- **Exercise brief**
The records below must be reproduced in full and without error.

Available data START

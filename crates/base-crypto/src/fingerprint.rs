//! Channel binding fingerprint shown to the user during pairing.

use std::fmt;

/// Human-comparable rendering of a session's channel binding hash.
///
/// The hash is base32 encoded and the first twenty characters are shown as
/// four groups of five on two lines:
///
/// ```text
/// ABCDE FGHIJ
/// KLMNO PQRST
/// ```
#[derive(Clone, PartialEq, Eq)]
pub struct ChannelFingerprint {
    binding: [u8; 32],
    display: String,
}

impl ChannelFingerprint {
    pub fn new(binding: [u8; 32]) -> Self {
        let encoded = base32::encode(base32::Alphabet::Rfc4648 { padding: true }, &binding);
        let display = format!(
            "{} {}\n{} {}",
            &encoded[..5],
            &encoded[5..10],
            &encoded[10..15],
            &encoded[15..20]
        );
        Self { binding, display }
    }

    /// Raw channel binding hash (the final handshake hash).
    pub fn binding(&self) -> &[u8; 32] {
        &self.binding
    }

    /// Two-line pairing code.
    pub fn as_str(&self) -> &str {
        &self.display
    }
}

impl fmt::Display for ChannelFingerprint {
    fn fmt(&self, f: &mut fmt::Formatter<'_>) -> fmt::Result {
        f.write_str(&self.display)
    }
}

impl fmt::Debug for ChannelFingerprint {
    fn fmt(&self, f: &mut fmt::Formatter<'_>) -> fmt::Result {
        write!(f, "ChannelFingerprint({:?})", self.display)
    }
}
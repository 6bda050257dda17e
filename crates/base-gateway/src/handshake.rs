//! Responder side of the pre-operational exchange.
//!
//! ```text
//! client                         gateway
//!   'h'                  ------>
//!                        <------  's' 0x00
//!   'x' msg1 (-> e)      ------>
//!                        <------  'x' msg2 (<- e, ee, s, es)
//!   'x' msg3 (-> s, se)  ------>
//!                        <------  's' 0x00 paired | 0x01 pairing required
//! ```
//!
//! The final status is sent by the engine once the application is attached.

use base_common::{Frame, StatusCode};
use base_crypto::{PeerKey, Responder, SecureSession, StaticIdentity};

use crate::error::ConnectionError;
use crate::pairing::PairingGate;
use crate::transport::{recv_frame, send_frame, FrameSink, FrameStream};

/// A completed handshake with its pairing decision.
pub struct Established {
    pub session: SecureSession,
    pub peer: PeerKey,
}

impl Established {
    /// Status to report to the client.
    pub fn status(&self) -> StatusCode {
        if self.session.pairing_required() {
            StatusCode::PairingRequired
        } else {
            StatusCode::Success
        }
    }
}

/// Run the trigger exchange and the three Noise flights.
pub async fn perform_handshake<Si, St>(
    sink: &mut Si,
    stream: &mut St,
    identity: &StaticIdentity,
    gate: &PairingGate,
) -> Result<Established, ConnectionError>
where
    Si: FrameSink,
    St: FrameStream,
{
    match recv_frame(stream).await? {
        Frame::HandshakeRequest => {}
        other => {
            return Err(ConnectionError::protocol(format!(
                "expected handshake request, got {:?}",
                other.opcode()
            )))
        }
    }
    send_frame(sink, &Frame::Status(StatusCode::Success)).await?;

    let mut responder = Responder::new(identity)?;

    let msg1 = expect_handshake_message(stream).await?;
    responder.read_message_1(&msg1)?;
    let msg2 = responder.write_message_2(&[])?;
    send_frame(sink, &Frame::HandshakeMessage(msg2)).await?;

    let msg3 = expect_handshake_message(stream).await?;
    let (outcome, _payload) = responder.read_message_3(&msg3)?;

    let peer = outcome.remote_static;
    let pairing_required = gate.evaluate(&peer).await;

    Ok(Established {
        session: SecureSession::established(outcome, pairing_required),
        peer,
    })
}

async fn expect_handshake_message<St: FrameStream>(
    stream: &mut St,
) -> Result<Vec<u8>, ConnectionError> {
    match recv_frame(stream).await? {
        Frame::HandshakeMessage(message) => Ok(message),
        other => Err(ConnectionError::protocol(format!(
            "expected handshake message, got {:?}",
            other.opcode()
        ))),
    }
}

Available data END

- **Answer**
filename crates/base-crypto/src/fingerprint.rs
//! Channel binding fingerprint shown to the user during pairing.

use std::fmt;

/// Human-comparable rendering of a session's channel binding hash.
///
/// The hash is base32 encoded and the first twenty characters are shown as
/// four groups of five on two lines:
///
/// ```text
/// ABCDE FGHIJ
/// KLMNO PQRST
/// ```
#[derive(Clone, PartialEq, Eq)]
pub struct ChannelFingerprint {
    binding: [u8; 32],
    display: String,
}

impl ChannelFingerprint {
    pub fn new(binding: [u8; 32]) -> Self {
        let encoded = base32::encode(base32::Alphabet::Rfc4648 { padding: true }, &binding);
        let display = format!(
            "{} {}\n{} {}",
            &encoded[..5],
            &encoded[5..10],
            &encoded[10..15],
            &encoded[15..20]
        );
        Self { binding, display }
    }

    /// Raw channel binding hash (the final handshake hash).
    pub fn binding(&self) -> &[u8; 32] {
        &self.binding
    }

    /// Two-line pairing code.
    pub fn as_str(&self) -> &str {
        &self.display
    }
}

impl fmt::Display for ChannelFingerprint {
    fn fmt(&self, f: &mut fmt::Formatter<'_>) -> fmt::Result {
        f.write_str(&self.display)
    }
}

impl fmt::Debug for ChannelFingerprint {
    fn fmt(&self, f: &mut fmt::Formatter<'_>) -> fmt::Result {
        write!(f, "ChannelFingerprint({:?})", self.display)
    }
}
repository 6bda050257dda17e
filename crates/base-gateway/src/handshake.rs
//! Responder side of the pre-operational exchange.
//!
//! ```text
//! client                         gateway
//!   'h'                  ------>
//!                        <------  's' 0x00
//!   'x' msg1 (-> e)      ------>
//!                        <------  'x' msg2 (<- e, ee, s, es)
//!   'x' msg3 (-> s, se)  ------>
//!                        <------  's' 0x00 paired | 0x01 pairing required
//! ```
//!
//! The final status is sent by the engine once the application is attached.

use base_common::{Frame, StatusCode};
use base_crypto::{PeerKey, Responder, SecureSession, StaticIdentity};

use crate::error::ConnectionError;
use crate::pairing::PairingGate;
use crate::transport::{recv_frame, send_frame, FrameSink, FrameStream};

/// A completed handshake with its pairing decision.
pub struct Established {
    pub session: SecureSession,
    pub peer: PeerKey,
}

impl Established {
    /// Status to report to the client.
    pub fn status(&self) -> StatusCode {
        if self.session.pairing_required() {
            StatusCode::PairingRequired
        } else {
            StatusCode::Success
        }
    }
}

/// Run the trigger exchange and the three Noise flights.
pub async fn perform_handshake<Si, St>(
    sink: &mut Si,
    stream: &mut St,
    identity: &StaticIdentity,
    gate: &PairingGate,
) -> Result<Established, ConnectionError>
where
    Si: FrameSink,
    St: FrameStream,
{
    match recv_frame(stream).await? {
        Frame::HandshakeRequest => {}
        other => {
            return Err(ConnectionError::protocol(format!(
                "expected handshake request, got {:?}",
                other.opcode()
            )))
        }
    }
    send_frame(sink, &Frame::Status(StatusCode::Success)).await?;

    let mut responder = Responder::new(identity)?;

    let msg1 = expect_handshake_message(stream).await?;
    responder.read_message_1(&msg1)?;
    let msg2 = responder.write_message_2(&[])?;
    send_frame(sink, &Frame::HandshakeMessage(msg2)).await?;

    let msg3 = expect_handshake_message(stream).await?;
    let (outcome, _payload) = responder.read_message_3(&msg3)?;

    let peer = outcome.remote_static;
    let pairing_required = gate.evaluate(&peer).await;

    Ok(Established {
        session: SecureSession::established(outcome, pairing_required),
        peer,
    })
}

async fn expect_handshake_message<St: FrameStream>(
    stream: &mut St,
) -> Result<Vec<u8>, ConnectionError> {
    match recv_frame(stream).await? {
        Frame::HandshakeMessage(message) => Ok(message),
        other => Err(ConnectionError::protocol(format!(
            "expected handshake message, got {:?}",
            other.opcode()
        ))),
    }
}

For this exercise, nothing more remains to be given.